[Collected data]
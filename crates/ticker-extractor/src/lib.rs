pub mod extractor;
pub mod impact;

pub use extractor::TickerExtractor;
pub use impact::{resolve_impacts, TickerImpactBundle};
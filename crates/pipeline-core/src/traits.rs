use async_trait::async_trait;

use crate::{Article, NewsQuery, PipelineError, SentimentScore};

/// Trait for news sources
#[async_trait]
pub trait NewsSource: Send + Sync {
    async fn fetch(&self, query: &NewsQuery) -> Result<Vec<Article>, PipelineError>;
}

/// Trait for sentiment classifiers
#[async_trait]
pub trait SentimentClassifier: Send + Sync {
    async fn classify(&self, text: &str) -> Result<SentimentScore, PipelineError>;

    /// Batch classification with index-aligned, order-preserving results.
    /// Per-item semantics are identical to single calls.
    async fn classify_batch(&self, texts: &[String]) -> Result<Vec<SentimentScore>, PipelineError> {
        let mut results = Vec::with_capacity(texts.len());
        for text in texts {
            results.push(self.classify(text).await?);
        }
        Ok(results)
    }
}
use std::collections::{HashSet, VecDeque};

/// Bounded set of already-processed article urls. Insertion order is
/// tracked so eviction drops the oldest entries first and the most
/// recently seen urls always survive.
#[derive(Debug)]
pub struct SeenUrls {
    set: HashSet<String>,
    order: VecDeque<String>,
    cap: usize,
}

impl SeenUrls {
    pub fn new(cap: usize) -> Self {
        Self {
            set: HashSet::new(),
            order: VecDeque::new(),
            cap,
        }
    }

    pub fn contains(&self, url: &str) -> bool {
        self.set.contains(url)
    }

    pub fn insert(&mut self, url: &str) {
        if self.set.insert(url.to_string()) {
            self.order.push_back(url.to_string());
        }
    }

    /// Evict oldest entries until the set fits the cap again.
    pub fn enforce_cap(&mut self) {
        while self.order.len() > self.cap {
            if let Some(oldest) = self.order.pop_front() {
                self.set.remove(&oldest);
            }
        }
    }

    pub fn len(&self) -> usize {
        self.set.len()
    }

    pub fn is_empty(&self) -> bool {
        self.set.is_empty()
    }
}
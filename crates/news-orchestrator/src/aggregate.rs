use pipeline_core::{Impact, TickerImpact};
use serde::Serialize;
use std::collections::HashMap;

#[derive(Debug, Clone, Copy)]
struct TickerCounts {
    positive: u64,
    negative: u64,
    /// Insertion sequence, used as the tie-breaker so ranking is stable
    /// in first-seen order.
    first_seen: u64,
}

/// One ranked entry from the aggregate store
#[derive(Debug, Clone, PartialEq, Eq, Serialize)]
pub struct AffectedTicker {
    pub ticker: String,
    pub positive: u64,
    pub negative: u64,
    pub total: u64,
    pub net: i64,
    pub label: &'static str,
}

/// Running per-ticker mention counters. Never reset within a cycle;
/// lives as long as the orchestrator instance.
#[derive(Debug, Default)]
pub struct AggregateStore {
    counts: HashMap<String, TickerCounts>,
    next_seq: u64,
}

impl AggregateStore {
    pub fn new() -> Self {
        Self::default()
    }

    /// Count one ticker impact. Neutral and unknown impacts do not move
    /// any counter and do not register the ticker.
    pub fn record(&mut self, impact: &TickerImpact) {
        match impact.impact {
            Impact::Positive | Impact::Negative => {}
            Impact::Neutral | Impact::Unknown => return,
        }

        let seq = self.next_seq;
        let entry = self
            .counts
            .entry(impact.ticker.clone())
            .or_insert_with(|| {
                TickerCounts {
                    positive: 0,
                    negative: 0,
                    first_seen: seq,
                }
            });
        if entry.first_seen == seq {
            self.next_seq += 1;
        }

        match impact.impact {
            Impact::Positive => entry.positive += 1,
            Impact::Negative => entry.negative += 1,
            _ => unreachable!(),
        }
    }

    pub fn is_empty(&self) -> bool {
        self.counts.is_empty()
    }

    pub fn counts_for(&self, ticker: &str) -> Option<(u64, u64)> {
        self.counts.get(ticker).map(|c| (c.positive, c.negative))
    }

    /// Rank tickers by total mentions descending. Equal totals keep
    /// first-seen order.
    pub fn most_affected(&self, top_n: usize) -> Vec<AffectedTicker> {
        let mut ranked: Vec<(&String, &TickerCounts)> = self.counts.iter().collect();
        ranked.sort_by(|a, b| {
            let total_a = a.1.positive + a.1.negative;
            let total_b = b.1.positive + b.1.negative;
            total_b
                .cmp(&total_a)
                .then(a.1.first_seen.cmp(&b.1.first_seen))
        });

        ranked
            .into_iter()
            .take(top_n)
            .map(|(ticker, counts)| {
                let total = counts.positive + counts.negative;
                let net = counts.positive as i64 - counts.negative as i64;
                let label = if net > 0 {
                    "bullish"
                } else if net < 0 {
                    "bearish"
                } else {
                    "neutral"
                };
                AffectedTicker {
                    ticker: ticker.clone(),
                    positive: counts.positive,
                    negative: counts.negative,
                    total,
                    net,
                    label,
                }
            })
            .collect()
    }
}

*What you should do:* Working through the records, find each line containing the word "AffectedTicker" and copy it.

*Solution for this problem:*
pub struct AffectedTicker {
    pub fn most_affected(&self, top_n: usize) -> Vec<AffectedTicker> {
                AffectedTicker {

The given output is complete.